***** RECORDS SHOWN *****
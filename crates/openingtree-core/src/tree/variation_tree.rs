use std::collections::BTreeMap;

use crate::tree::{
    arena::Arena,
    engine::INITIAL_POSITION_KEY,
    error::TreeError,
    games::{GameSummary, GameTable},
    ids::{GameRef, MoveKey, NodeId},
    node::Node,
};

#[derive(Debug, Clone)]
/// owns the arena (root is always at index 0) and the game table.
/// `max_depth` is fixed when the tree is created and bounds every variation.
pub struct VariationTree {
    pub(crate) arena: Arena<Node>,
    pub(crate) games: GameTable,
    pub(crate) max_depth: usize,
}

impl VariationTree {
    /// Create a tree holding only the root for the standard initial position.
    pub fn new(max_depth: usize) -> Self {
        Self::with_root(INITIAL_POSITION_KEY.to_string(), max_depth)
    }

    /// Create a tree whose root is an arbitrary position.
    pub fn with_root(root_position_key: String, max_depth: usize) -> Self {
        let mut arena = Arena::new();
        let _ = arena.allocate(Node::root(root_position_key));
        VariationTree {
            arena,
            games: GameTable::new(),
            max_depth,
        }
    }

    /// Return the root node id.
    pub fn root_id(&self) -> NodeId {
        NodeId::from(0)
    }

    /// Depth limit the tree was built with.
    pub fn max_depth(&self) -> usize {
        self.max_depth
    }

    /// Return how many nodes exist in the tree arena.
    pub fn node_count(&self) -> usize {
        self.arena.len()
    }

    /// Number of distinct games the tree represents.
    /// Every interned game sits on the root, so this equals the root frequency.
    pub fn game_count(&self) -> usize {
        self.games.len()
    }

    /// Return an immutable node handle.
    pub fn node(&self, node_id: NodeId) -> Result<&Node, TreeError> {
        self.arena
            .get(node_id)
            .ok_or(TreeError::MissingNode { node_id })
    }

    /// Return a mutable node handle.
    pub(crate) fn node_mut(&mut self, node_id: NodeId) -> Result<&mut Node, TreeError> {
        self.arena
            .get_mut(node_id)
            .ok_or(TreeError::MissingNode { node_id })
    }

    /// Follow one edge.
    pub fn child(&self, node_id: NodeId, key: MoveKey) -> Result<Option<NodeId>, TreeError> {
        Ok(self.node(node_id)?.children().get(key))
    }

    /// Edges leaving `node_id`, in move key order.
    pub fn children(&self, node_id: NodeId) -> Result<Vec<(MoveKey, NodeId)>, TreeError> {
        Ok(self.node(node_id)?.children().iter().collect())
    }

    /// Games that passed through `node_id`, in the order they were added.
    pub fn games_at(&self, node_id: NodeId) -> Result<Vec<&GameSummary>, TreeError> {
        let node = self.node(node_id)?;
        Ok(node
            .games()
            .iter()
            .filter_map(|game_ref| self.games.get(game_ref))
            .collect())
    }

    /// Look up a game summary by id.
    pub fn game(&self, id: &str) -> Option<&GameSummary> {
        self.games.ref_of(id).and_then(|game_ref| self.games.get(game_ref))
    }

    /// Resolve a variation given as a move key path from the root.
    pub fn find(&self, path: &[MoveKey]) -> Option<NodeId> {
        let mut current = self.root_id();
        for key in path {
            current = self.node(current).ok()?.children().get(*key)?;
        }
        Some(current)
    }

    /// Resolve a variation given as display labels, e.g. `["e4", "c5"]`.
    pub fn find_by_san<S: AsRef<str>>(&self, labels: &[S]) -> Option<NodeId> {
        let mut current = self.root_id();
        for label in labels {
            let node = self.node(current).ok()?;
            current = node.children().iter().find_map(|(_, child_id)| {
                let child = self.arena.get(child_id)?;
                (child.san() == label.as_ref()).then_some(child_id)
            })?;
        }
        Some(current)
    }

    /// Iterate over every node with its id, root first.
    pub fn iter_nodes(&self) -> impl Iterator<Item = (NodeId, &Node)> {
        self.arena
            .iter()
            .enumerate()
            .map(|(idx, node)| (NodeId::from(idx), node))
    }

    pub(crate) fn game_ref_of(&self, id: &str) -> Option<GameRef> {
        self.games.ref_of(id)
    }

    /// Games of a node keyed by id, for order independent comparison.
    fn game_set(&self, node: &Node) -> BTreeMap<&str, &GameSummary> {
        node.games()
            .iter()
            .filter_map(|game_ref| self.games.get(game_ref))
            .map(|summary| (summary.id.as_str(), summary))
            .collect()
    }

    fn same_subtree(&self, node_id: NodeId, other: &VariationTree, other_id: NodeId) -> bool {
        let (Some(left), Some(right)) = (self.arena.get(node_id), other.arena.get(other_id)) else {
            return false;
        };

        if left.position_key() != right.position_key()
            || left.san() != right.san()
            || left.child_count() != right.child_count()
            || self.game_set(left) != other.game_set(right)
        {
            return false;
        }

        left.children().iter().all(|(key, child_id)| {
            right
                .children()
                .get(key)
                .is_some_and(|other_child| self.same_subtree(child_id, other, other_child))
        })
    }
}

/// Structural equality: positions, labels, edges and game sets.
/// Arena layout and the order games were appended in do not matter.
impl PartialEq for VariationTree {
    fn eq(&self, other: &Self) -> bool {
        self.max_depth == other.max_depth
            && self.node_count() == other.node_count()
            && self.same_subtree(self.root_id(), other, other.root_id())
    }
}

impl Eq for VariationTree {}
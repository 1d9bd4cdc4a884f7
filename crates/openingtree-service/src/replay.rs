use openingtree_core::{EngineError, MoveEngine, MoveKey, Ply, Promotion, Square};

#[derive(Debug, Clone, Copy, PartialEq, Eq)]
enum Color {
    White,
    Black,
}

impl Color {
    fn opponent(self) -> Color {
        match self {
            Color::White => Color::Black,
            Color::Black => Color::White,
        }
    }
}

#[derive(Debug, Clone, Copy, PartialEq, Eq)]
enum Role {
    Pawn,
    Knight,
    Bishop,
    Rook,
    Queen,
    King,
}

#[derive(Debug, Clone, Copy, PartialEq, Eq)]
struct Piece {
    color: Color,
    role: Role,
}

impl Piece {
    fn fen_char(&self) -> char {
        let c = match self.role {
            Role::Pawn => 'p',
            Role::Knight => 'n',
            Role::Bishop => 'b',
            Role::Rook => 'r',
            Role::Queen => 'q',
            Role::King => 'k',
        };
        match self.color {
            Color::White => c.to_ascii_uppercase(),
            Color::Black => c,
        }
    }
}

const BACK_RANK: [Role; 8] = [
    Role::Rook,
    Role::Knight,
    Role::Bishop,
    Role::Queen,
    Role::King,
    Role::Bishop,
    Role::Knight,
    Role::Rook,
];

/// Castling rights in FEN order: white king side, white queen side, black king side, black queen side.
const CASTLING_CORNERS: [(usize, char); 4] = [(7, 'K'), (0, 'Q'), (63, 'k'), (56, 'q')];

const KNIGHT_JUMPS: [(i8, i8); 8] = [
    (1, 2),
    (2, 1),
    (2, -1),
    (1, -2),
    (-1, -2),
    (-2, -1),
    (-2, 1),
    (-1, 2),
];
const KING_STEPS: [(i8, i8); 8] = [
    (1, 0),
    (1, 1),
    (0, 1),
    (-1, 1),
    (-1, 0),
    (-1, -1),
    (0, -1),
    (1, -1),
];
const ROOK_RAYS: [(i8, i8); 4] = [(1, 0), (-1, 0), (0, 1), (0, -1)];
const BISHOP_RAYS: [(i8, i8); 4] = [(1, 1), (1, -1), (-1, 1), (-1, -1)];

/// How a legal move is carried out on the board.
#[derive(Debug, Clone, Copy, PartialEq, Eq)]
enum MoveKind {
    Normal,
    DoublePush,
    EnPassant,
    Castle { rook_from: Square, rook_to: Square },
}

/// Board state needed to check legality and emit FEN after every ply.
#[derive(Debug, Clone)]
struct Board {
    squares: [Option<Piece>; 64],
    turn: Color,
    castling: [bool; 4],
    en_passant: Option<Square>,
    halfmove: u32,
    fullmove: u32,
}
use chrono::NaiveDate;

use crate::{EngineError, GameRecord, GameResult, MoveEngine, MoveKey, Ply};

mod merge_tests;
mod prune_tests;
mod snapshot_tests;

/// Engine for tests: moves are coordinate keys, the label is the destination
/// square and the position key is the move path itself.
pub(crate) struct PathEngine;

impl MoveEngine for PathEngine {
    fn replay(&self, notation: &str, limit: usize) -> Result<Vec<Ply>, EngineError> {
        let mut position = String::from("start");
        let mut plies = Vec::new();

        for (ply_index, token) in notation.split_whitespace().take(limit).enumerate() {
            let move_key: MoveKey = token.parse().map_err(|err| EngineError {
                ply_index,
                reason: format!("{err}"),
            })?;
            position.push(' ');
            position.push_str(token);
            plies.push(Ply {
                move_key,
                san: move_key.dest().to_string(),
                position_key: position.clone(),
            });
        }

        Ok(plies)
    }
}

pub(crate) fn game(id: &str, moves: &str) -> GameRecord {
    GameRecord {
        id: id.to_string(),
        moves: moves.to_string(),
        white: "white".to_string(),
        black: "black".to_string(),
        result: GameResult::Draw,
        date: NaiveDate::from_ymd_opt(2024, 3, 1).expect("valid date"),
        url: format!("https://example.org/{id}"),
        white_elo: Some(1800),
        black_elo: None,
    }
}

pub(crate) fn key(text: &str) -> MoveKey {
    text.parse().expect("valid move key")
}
*****
◆ **TASK TO COMPLETE**:
Of the entries above, transcribe exactly those lines that fall between the line containing "node.games()" and the line containing "left.san() != right.san()", together with those two lines.

◆ **YOUR SOLUTION**:
        node.games()
            .iter()
            .filter_map(|game_ref| self.games.get(game_ref))
            .map(|summary| (summary.id.as_str(), summary))
            .collect()
    }

    fn same_subtree(&self, node_id: NodeId, other: &VariationTree, other_id: NodeId) -> bool {
        let (Some(left), Some(right)) = (self.arena.get(node_id), other.arena.get(other_id)) else {
            return false;
        };

        if left.position_key() != right.position_key()
            || left.san() != right.san()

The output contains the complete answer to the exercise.